Analysis of more than 5 million hospitalizations for heart failure uncovered important insights, according to a new report in The American Journal of Medicine.
Heart failure with preserved ejection fraction (HFpEF) has been particularly difficult to treat, or even describe, with definitions and terminology still under debate within the medical community. The number of patients hospitalized with HFpEF is now comparable to those with traditional heart failure with a reduced ejection fraction (HFrEF) and is projected to exceed that of HFrEF within the next few years. Therefore, it has become even more important to characterize the typical HFpEF patient and uncover factors that influence poor outcomes. In a new report published in The American Journal of Medicine, researchers analyzed over five million hospitalizations for acute heart failure, which provided much needed insights.

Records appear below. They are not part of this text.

use anyhow::{anyhow, Result};
use indicatif::{ProgressBar, ProgressDrawTarget, ProgressStyle};
use std::str::FromStr;
use std::time::{Duration, Instant};

#[derive(Clone, Copy, Debug, PartialEq, Eq)]
pub enum UiMode {
    Auto,
    Plain,
    Pretty,
}

impl FromStr for UiMode {
    type Err = anyhow::Error;

    fn from_str(value: &str) -> Result<Self> {
        match value {
            "auto" => Ok(Self::Auto),
            "plain" => Ok(Self::Plain),
            "pretty" => Ok(Self::Pretty),
            other => Err(anyhow!("unknown ui mode '{}' (expected auto|plain|pretty)", other)),
        }
    }
}

/// Stage reporting on stderr. Stdout stays reserved for results.
#[derive(Clone, Debug)]
pub struct Ui {
    mode: UiMode,
    is_tty: bool,
    stdout_piped: bool,
}

impl Ui {
    pub fn new(mode: UiMode, is_tty: bool, stdout_piped: bool) -> Self {
        Self {
            mode,
            is_tty,
            stdout_piped,
        }
    }

    fn pretty(&self) -> bool {
        self.is_tty
            && match self.mode {
                UiMode::Pretty => true,
                UiMode::Auto => !self.stdout_piped,
                UiMode::Plain => false,
            }
    }

    pub fn stage(&self, name: &str) -> StageGuard {
        if self.pretty() {
            let spinner = ProgressBar::new_spinner();
            spinner.set_draw_target(ProgressDrawTarget::stderr());
            spinner.enable_steady_tick(Duration::from_millis(120));
            let style = ProgressStyle::with_template("{spinner} {msg}")
                .unwrap_or_else(|_| ProgressStyle::default_spinner());
            spinner.set_style(style);
            spinner.set_message(format!("{name}…"));
            StageGuard::new(name.to_string(), Some(spinner))
        } else {
            eprintln!("==> {}", name);
            StageGuard::new(name.to_string(), None)
        }
    }
}

pub struct StageGuard {
    name: String,
    start: Instant,
    detail: Option<String>,
    spinner: Option<ProgressBar>,
}

impl StageGuard {
    fn new(name: String, spinner: Option<ProgressBar>) -> Self {
        Self {
            name,
            start: Instant::now(),
            detail: None,
            spinner,
        }
    }

    /// Progress note shown while the stage runs and kept on completion.
    pub fn progress(&mut self, detail: String) {
        if let Some(spinner) = &self.spinner {
            spinner.set_message(format!("{}… {}", self.name, detail));
        }
        self.detail = Some(detail);
    }
}

impl Drop for StageGuard {
    fn drop(&mut self) {
        let elapsed = format_duration(self.start.elapsed());
        let message = match &self.detail {
            Some(detail) => format!("✔ {} ({}, {})", self.name, detail, elapsed),
            None => format!("✔ {} ({})", self.name, elapsed),
        };
        if let Some(spinner) = &self.spinner {
            spinner.finish_with_message(message);
        } else {
            eprintln!("{message}");
        }
    }
}

fn format_duration(duration: Duration) -> String {
    if duration.as_secs() >= 1 {
        format!("{:.2}s", duration.as_secs_f64())
    } else {
        format!("{}ms", duration.as_millis())
    }
}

“There is a need for studies that analyze HFpEF on a national scale, capable of reporting on the population’s inherent heterogeneity using a broadly inclusive cohort, as such studies offer the promise of filling the gaps of knowledge that remain in the understanding of HFpEF, a disease process that still lacks proven therapies,” explained lead investigator Parag Goyal, MD, an advanced heart failure fellow in the Division of Cardiology in the Weill Department of Medicine at Weill Cornell Medicine and at NewYork-Presbyterian/Weill Cornell Medical Center, New York, NY.
This study, conducted by researchers at Weill Cornell Medicine and NewYork-Presbyterian, represents the largest group to date of patients hospitalized with HFpEF. HFpEF is characterized by a “stiff ventricle” and patients typically have other medical conditions including hypertension, diabetes, lung disease, and/or chronic renal failure. Data were obtained from the Nationwide Inpatient Sample of all nonfederal U.S. hospitals through the Agency for Healthcare Research and Quality Healthcare Cost and Utilization Project for over five million hospitalized patients aged 18 and older from 2003-2012. Of the 5,046,879 hospitalizations for acute heart failure, 46% (2,329,391) of patients were diagnosed with HFpEF and 54% (2,717,488) had HFrEF. Patient and hospital characteristics, in-hospital mortality, and length of stay were examined.

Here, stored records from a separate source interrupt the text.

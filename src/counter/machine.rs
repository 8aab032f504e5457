use serde::Serialize;

use crate::landmark::LandmarkFrame;

use super::threshold::{ArmSample, ArmSide, ThresholdConfig};

/// Half-cycle of a push-up.
#[derive(Clone, Copy, Debug, Default, PartialEq, Eq, Serialize)]
#[serde(rename_all = "lowercase")]
pub enum Phase {
    /// Arms extended, top of the movement.
    #[default]
    Up,
    /// Lowered position.
    Down,
}

/// Outcome of feeding one frame to the counter.
#[derive(Clone, Copy, Debug, PartialEq, Eq)]
pub enum RepEvent {
    /// Required joints missing; nothing changed.
    Skipped,
    /// Frame evaluated, no transition.
    PhaseUnchanged,
    /// Up -> Down.
    EnteredDown,
    /// Down -> Up; carries the new cumulative count.
    RepCompleted(u32),
}

/// State carried across frames.
#[derive(Clone, Copy, Debug, Default, PartialEq)]
pub struct RepCounterState {
    pub phase: Phase,
    pub count: u32,
    /// Sample used by the most recent evaluated frame.
    pub last_sample: Option<ArmSample>,
    /// Arm that sample came from; `None` for `Average`.
    pub side: Option<ArmSide>,
}

/// Push-up rep state machine.
///
/// ```text
/// Up   --(shoulder_y > elbow_y)----------> Down
/// Down --(shoulder_y < elbow_y - margin)--> Up   (count += 1)
/// ```
///
/// Every other observation is a self-loop. The margin only gates the way
/// back up, so a sloppy descent is accepted but the ascent has to clear the
/// buffer zone before a rep is counted.
///
/// A rep is read from one arm end to end: while `Down`, `Dominant` stays on
/// the arm that entered `Down` and skips frames where that arm is missing.
#[derive(Clone, Debug, Default)]
pub struct RepCounter {
    config: ThresholdConfig,
    state: RepCounterState,
}

impl RepCounter {
    pub fn new(config: ThresholdConfig) -> Self {
        Self {
            config,
            state: RepCounterState::default(),
        }
    }

    /// Back to `Up` with a zero count.
    pub fn reset(&mut self) {
        self.state = RepCounterState::default();
    }

    /// Apply one frame. Never fails; unusable frames come back as `Skipped`.
    pub fn update(&mut self, frame: &LandmarkFrame) -> RepEvent {
        let hold = self.state.phase == Phase::Down;
        let Some((side, sample)) = self
            .config
            .side()
            .sample_tracked(frame, self.state.side, hold)
        else {
            log::trace!(
                "frame t={}ms skipped: {} arm not available",
                frame.timestamp_ms(),
                self.config.side()
            );
            return RepEvent::Skipped;
        };
        if self.state.side.is_some() && side != self.state.side {
            log::debug!("following {:?} arm from t={}ms", side, frame.timestamp_ms());
        }
        self.state.side = side;
        self.state.last_sample = Some(sample);

        match self.state.phase {
            Phase::Up if sample.shoulder_y > sample.elbow_y => {
                self.state.phase = Phase::Down;
                log::debug!(
                    "entered down at t={}ms (shoulder_y={:.1} elbow_y={:.1})",
                    frame.timestamp_ms(),
                    sample.shoulder_y,
                    sample.elbow_y
                );
                RepEvent::EnteredDown
            }
            Phase::Down if sample.shoulder_y < sample.elbow_y - self.config.hysteresis() => {
                self.state.phase = Phase::Up;
                self.state.count = self.state.count.saturating_add(1);
                log::info!("rep #{} at t={}ms", self.state.count, frame.timestamp_ms());
                RepEvent::RepCompleted(self.state.count)
            }
            _ => RepEvent::PhaseUnchanged,
        }
    }

    pub fn count(&self) -> u32 {
        self.state.count
    }

    pub fn phase(&self) -> Phase {
        self.state.phase
    }

    pub fn state(&self) -> &RepCounterState {
        &self.state
    }

    pub fn config(&self) -> &ThresholdConfig {
        &self.config
    }
}
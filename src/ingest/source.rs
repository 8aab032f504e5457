use anyhow::Result;

use crate::landmark::LandmarkFrame;

/// One item produced by a landmark source.
#[derive(Clone, Debug, PartialEq)]
pub enum SourceFrame {
    /// The detector found a body.
    Detected(LandmarkFrame),
    /// The detector ran but found no body (or failed).
    NoDetection { timestamp_ms: u64 },
}

impl SourceFrame {
    pub fn timestamp_ms(&self) -> u64 {
        match self {
            SourceFrame::Detected(frame) => frame.timestamp_ms(),
            SourceFrame::NoDetection { timestamp_ms } => *timestamp_ms,
        }
    }
}

/// Statistics for a landmark source.
#[derive(Clone, Debug, Default)]
pub struct SourceStats {
    pub frames_produced: u64,
    pub no_detection: u64,
    pub errors: u64,
    pub location: String,
}

/// Producer of landmark frames.
///
/// Implementations wrap a pose detector (or a recording of one). Frames must
/// come out in capture order.
pub trait LandmarkSource: Send {
    /// Source identifier.
    fn name(&self) -> &'static str;

    /// Optional connect hook.
    fn connect(&mut self) -> Result<()> {
        Ok(())
    }

    /// Next frame, or `Ok(None)` once the stream has ended.
    fn next_frame(&mut self) -> Result<Option<SourceFrame>>;

    fn is_healthy(&self) -> bool;

    fn stats(&self) -> SourceStats;
}
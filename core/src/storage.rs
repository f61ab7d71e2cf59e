//! Key/value storage abstraction for persisted application state.
//!
//! Applications persist a handful of named string values (for example a
//! serialized list under one key and a preference under another). This
//! module defines the store those values live in and the effect operation a
//! reducer returns to write one of them.
//!
//! # Implementations
//!
//! - `FileStore` (in the `todo` crate): a JSON object file on disk
//! - `InMemoryStore` (in `composable-todo-testing`): fast, deterministic tests
//!
//! # Example
//!
//! ```
//! use composable_todo_core::storage::{KeyValueStore, StorageError};
//! use std::collections::HashMap;
//! use std::sync::Mutex;
//!
//! #[derive(Default)]
//! struct MapStore(Mutex<HashMap<String, String>>);
//!
//! impl KeyValueStore for MapStore {
//!     fn get(&self, key: &str) -> Result<Option<String>, StorageError> {
//!         let map = self.0.lock().map_err(|e| StorageError::Unavailable(e.to_string()))?;
//!         Ok(map.get(key).cloned())
//!     }
//!
//!     fn set(&self, key: &str, value: &str) -> Result<(), StorageError> {
//!         let mut map = self.0.lock().map_err(|e| StorageError::Unavailable(e.to_string()))?;
//!         map.insert(key.to_string(), value.to_string());
//!         Ok(())
//!     }
//! }
//!
//! let store = MapStore::default();
//! store.set("theme", "dark").ok();
//! assert_eq!(store.get("theme").ok().flatten().as_deref(), Some("dark"));
//! ```

use std::sync::Arc;
use thiserror::Error;

/// Errors that can occur during storage operations.
#[derive(Error, Debug)]
pub enum StorageError {
    /// Reading or writing the backing medium failed.
    #[error("I/O error: {0}")]
    Io(#[from] std::io::Error),

    /// The backing medium holds data that cannot be encoded or decoded.
    #[error("Serialization error: {0}")]
    Serialization(String),

    /// The store cannot currently serve requests.
    #[error("Storage unavailable: {0}")]
    Unavailable(String),
}

/// Durable key/value medium for string values.
///
/// Writes are synchronous: when `set` returns `Ok`, the value is what a
/// later `get` (in this or a future session) returns.
///
/// # Thread Safety
///
/// Implementations must be `Send + Sync` so reducers can capture an
/// `Arc<dyn KeyValueStore>` inside effects.
pub trait KeyValueStore: Send + Sync {
    /// Read the value stored under `key`.
    ///
    /// # Errors
    ///
    /// Returns [`StorageError`] if the backing medium cannot be read.
    fn get(&self, key: &str) -> Result<Option<String>, StorageError>;

    /// Store `value` under `key`, replacing any previous value.
    ///
    /// # Errors
    ///
    /// Returns [`StorageError`] if the backing medium cannot be written.
    fn set(&self, key: &str, value: &str) -> Result<(), StorageError>;
}

/// Callback invoked when a storage write succeeds.
pub type OnStored<Action> = Box<dyn FnOnce(()) -> Option<Action> + Send>;

/// Callback invoked when a storage write fails.
pub type OnStorageError<Action> = Box<dyn FnOnce(StorageError) -> Option<Action> + Send>;

/// A storage write described by a reducer and executed by the runtime.
pub enum StorageOperation<Action> {
    /// Write `value` under `key`.
    Put {
        /// Store to write to
        store: Arc<dyn KeyValueStore>,
        /// Key to write
        key: String,
        /// Serialized value
        value: String,
        /// Maps success into an optional feedback action
        on_success: OnStored<Action>,
        /// Maps failure into an optional feedback action
        on_error: OnStorageError<Action>,
    },
}

impl<Action> StorageOperation<Action> {
    /// Build a `Put` operation.
    pub fn put<S, F>(
        store: Arc<dyn KeyValueStore>,
        key: impl Into<String>,
        value: impl Into<String>,
        on_success: S,
        on_error: F,
    ) -> Self
    where
        S: FnOnce(()) -> Option<Action> + Send + 'static,
        F: FnOnce(StorageError) -> Option<Action> + Send + 'static,
    {
        Self::Put {
            store,
            key: key.into(),
            value: value.into(),
            on_success: Box::new(on_success),
            on_error: Box::new(on_error),
        }
    }

    /// Key this operation writes.
    #[must_use]
    pub fn key(&self) -> &str {
        match self {
            Self::Put { key, .. } => key,
        }
    }

    /// Value this operation writes.
    #[must_use]
    pub fn value(&self) -> &str {
        match self {
            Self::Put { value, .. } => value,
        }
    }

    /// Perform the write and map the outcome into a feedback action.
    pub fn execute(self) -> Result<Option<Action>, Option<Action>> {
        match self {
            Self::Put {
                store,
                key,
                value,
                on_success,
                on_error,
            } => match store.set(&key, &value) {
                Ok(()) => Ok(on_success(())),
                Err(error) => Err(on_error(error)),
            },
        }
    }
}

impl<Action> std::fmt::Debug for StorageOperation<Action> {
    fn fmt(&self, f: &mut std::fmt::Formatter<'_>) -> std::fmt::Result {
        match self {
            Self::Put { key, value, .. } => f
                .debug_struct("StorageOperation::Put")
                .field("key", key)
                .field("value_len", &value.len())
                .finish_non_exhaustive(),
        }
    }
}
//! A running todo session: startup, dispatch and views.

use crate::cli::Command;
use crate::environment::{IdStrategy, TodoEnvironment};
use crate::persistence;
use crate::reducer::{app_reducer, AppReducer};
use crate::theme::{self, ColorSchemePreference};
use crate::types::{AppAction, AppState, SeedList, Todo, TodoId};
use crate::view::TodoView;
use composable_todo_core::environment::IdGenerator;
use composable_todo_core::storage::KeyValueStore;
use composable_todo_runtime::{Store, StoreError};
use std::sync::Arc;
use thiserror::Error;

/// The store type backing a session
pub type TodoStore = Store<AppState, AppAction, TodoEnvironment, AppReducer>;

/// Errors surfaced while executing a command
#[derive(Error, Debug, PartialEq, Eq)]
pub enum SessionError {
    /// The store rejected or failed the action
    #[error(transparent)]
    Store(#[from] StoreError),

    /// The command named a row that is not on screen
    #[error("no row {position}, the list shows {visible}")]
    NoSuchRow {
        /// Requested position
        position: usize,
        /// Rows currently visible
        visible: usize,
    },
}

/// What the front end should do after a command
#[derive(Clone, Debug, PartialEq, Eq)]
pub enum Outcome {
    /// State may have changed, draw this frame
    Render(TodoView),
    /// Print usage
    Help,
    /// Stop reading input
    Quit,
}

/// One user's todo list, wired to its storage
#[derive(Debug)]
pub struct Session {
    store: TodoStore,
}

impl Session {
    /// Start a session: resolve the theme, load or seed the list, pick an
    /// id generator that cannot collide with the loaded ids, then write the
    /// starting theme and list back to storage.
    ///
    /// A failed startup write does not fail the session; it shows up in
    /// `last_error` like any other failed commit.
    ///
    /// # Errors
    ///
    /// Returns [`StoreError`] if the startup commit fails without feeding
    /// back an action.
    pub async fn new(
        storage: Arc<dyn KeyValueStore>,
        preference: &dyn ColorSchemePreference,
        seed: SeedList,
        id_strategy: IdStrategy,
    ) -> Result<Self, StoreError> {
        let todos = persistence::initial_todos(storage.as_ref(), seed);
        let ids = id_strategy.generator(&todos);
        Self::start(storage, preference, todos, ids).await
    }

    /// Like [`Session::new`] with an explicit id generator
    ///
    /// # Errors
    ///
    /// Same as [`Session::new`].
    pub async fn with_id_generator(
        storage: Arc<dyn KeyValueStore>,
        preference: &dyn ColorSchemePreference,
        seed: SeedList,
        ids: Arc<dyn IdGenerator>,
    ) -> Result<Self, StoreError> {
        let todos = persistence::initial_todos(storage.as_ref(), seed);
        Self::start(storage, preference, todos, ids).await
    }

    async fn start(
        storage: Arc<dyn KeyValueStore>,
        preference: &dyn ColorSchemePreference,
        todos: Vec<Todo>,
        ids: Arc<dyn IdGenerator>,
    ) -> Result<Self, StoreError> {
        let theme = theme::init(storage.as_ref(), preference);
        tracing::info!(%theme, todos = todos.len(), "Session started");

        let env = TodoEnvironment::new(storage, ids);
        let session = Self {
            store: Store::new(AppState::new(theme, todos), app_reducer(), env),
        };
        session.send(AppAction::Started).await?;
        Ok(session)
    }

    /// Dispatch an action; persistence has finished when this returns
    ///
    /// # Errors
    ///
    /// Returns [`StoreError`] if the store is shut down or an effect failed
    /// without feeding back an action.
    pub async fn send(&self, action: AppAction) -> Result<(), StoreError> {
        self.store.send(action).await
    }

    /// The current render model
    pub async fn view(&self) -> TodoView {
        self.store.state(TodoView::from_state).await
    }

    /// A snapshot of the full state
    pub async fn state(&self) -> AppState {
        self.store.state(Clone::clone).await
    }

    /// Run a parsed command against the current view
    ///
    /// Row positions are resolved against the rows visible right now.
    ///
    /// # Errors
    ///
    /// Returns [`SessionError::NoSuchRow`] for positions off the list, or
    /// the store's error.
    pub async fn execute(&self, command: Command) -> Result<Outcome, SessionError> {
        let action = match command {
            Command::Add(text) => AppAction::AddTodo { text },
            Command::Toggle(position) => AppAction::ToggleTodo {
                id: self.id_at(position).await?,
            },
            Command::Delete(position) => AppAction::DeleteTodo {
                id: self.id_at(position).await?,
            },
            Command::ClearCompleted => AppAction::ClearCompleted,
            Command::Filter(filter) => AppAction::SetFilter { filter },
            Command::ToggleTheme => AppAction::ToggleTheme,
            Command::List => return Ok(Outcome::Render(self.view().await)),
            Command::Help => return Ok(Outcome::Help),
            Command::Quit => return Ok(Outcome::Quit),
        };

        self.send(action).await?;
        Ok(Outcome::Render(self.view().await))
    }

    async fn id_at(&self, position: usize) -> Result<TodoId, SessionError> {
        let view = self.view().await;
        view.item_at(position)
            .map(|todo| todo.id.clone())
            .ok_or(SessionError::NoSuchRow {
                position,
                visible: view.items.len(),
            })
    }

    /// Stop accepting commands
    pub fn shutdown(&self) {
        self.store.shutdown();
    }
}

There are several important findings in this nationally representative sample of U.S. hospital discharges examining HFpEF:
1. HFpEF is, in fact, common among patients hospitalized with acute heart failure.
2. Patients with HFpEF were most often women and elderly (75 years of age or older) who suffered from several other medical conditions.
3. Over time, in-hospital mortality rates and length of stay for HFpEF improved in a subset of patients.
4. Pulmonary hypertension was the strongest correlate for in-hospital mortality.
5. Patients with other, treatable, disorders had a greater likelihood of in-hospital survival.
These data also revealed that HFpEF is potentially more severe in men, since men experienced higher rates of in-hospital mortality compared with women, and did not experience the decreases of in-hospital mortality that women experienced. Among individuals with HFpEF, blacks had lower in-hospital mortality rates compared with whites, a finding that may be related to the fact that blacks with HFpEF present at younger ages. “Whether these key differences stem from disproportionately inadequate treatment of hypertension in blacks or racial differences in left ventricular adaptive mechanisms warrants further investigation,” commented Dr. Goyal.
Dr. Goyal and his colleagues stress that there remains an ongoing need to develop effective treatment strategies for this growing population.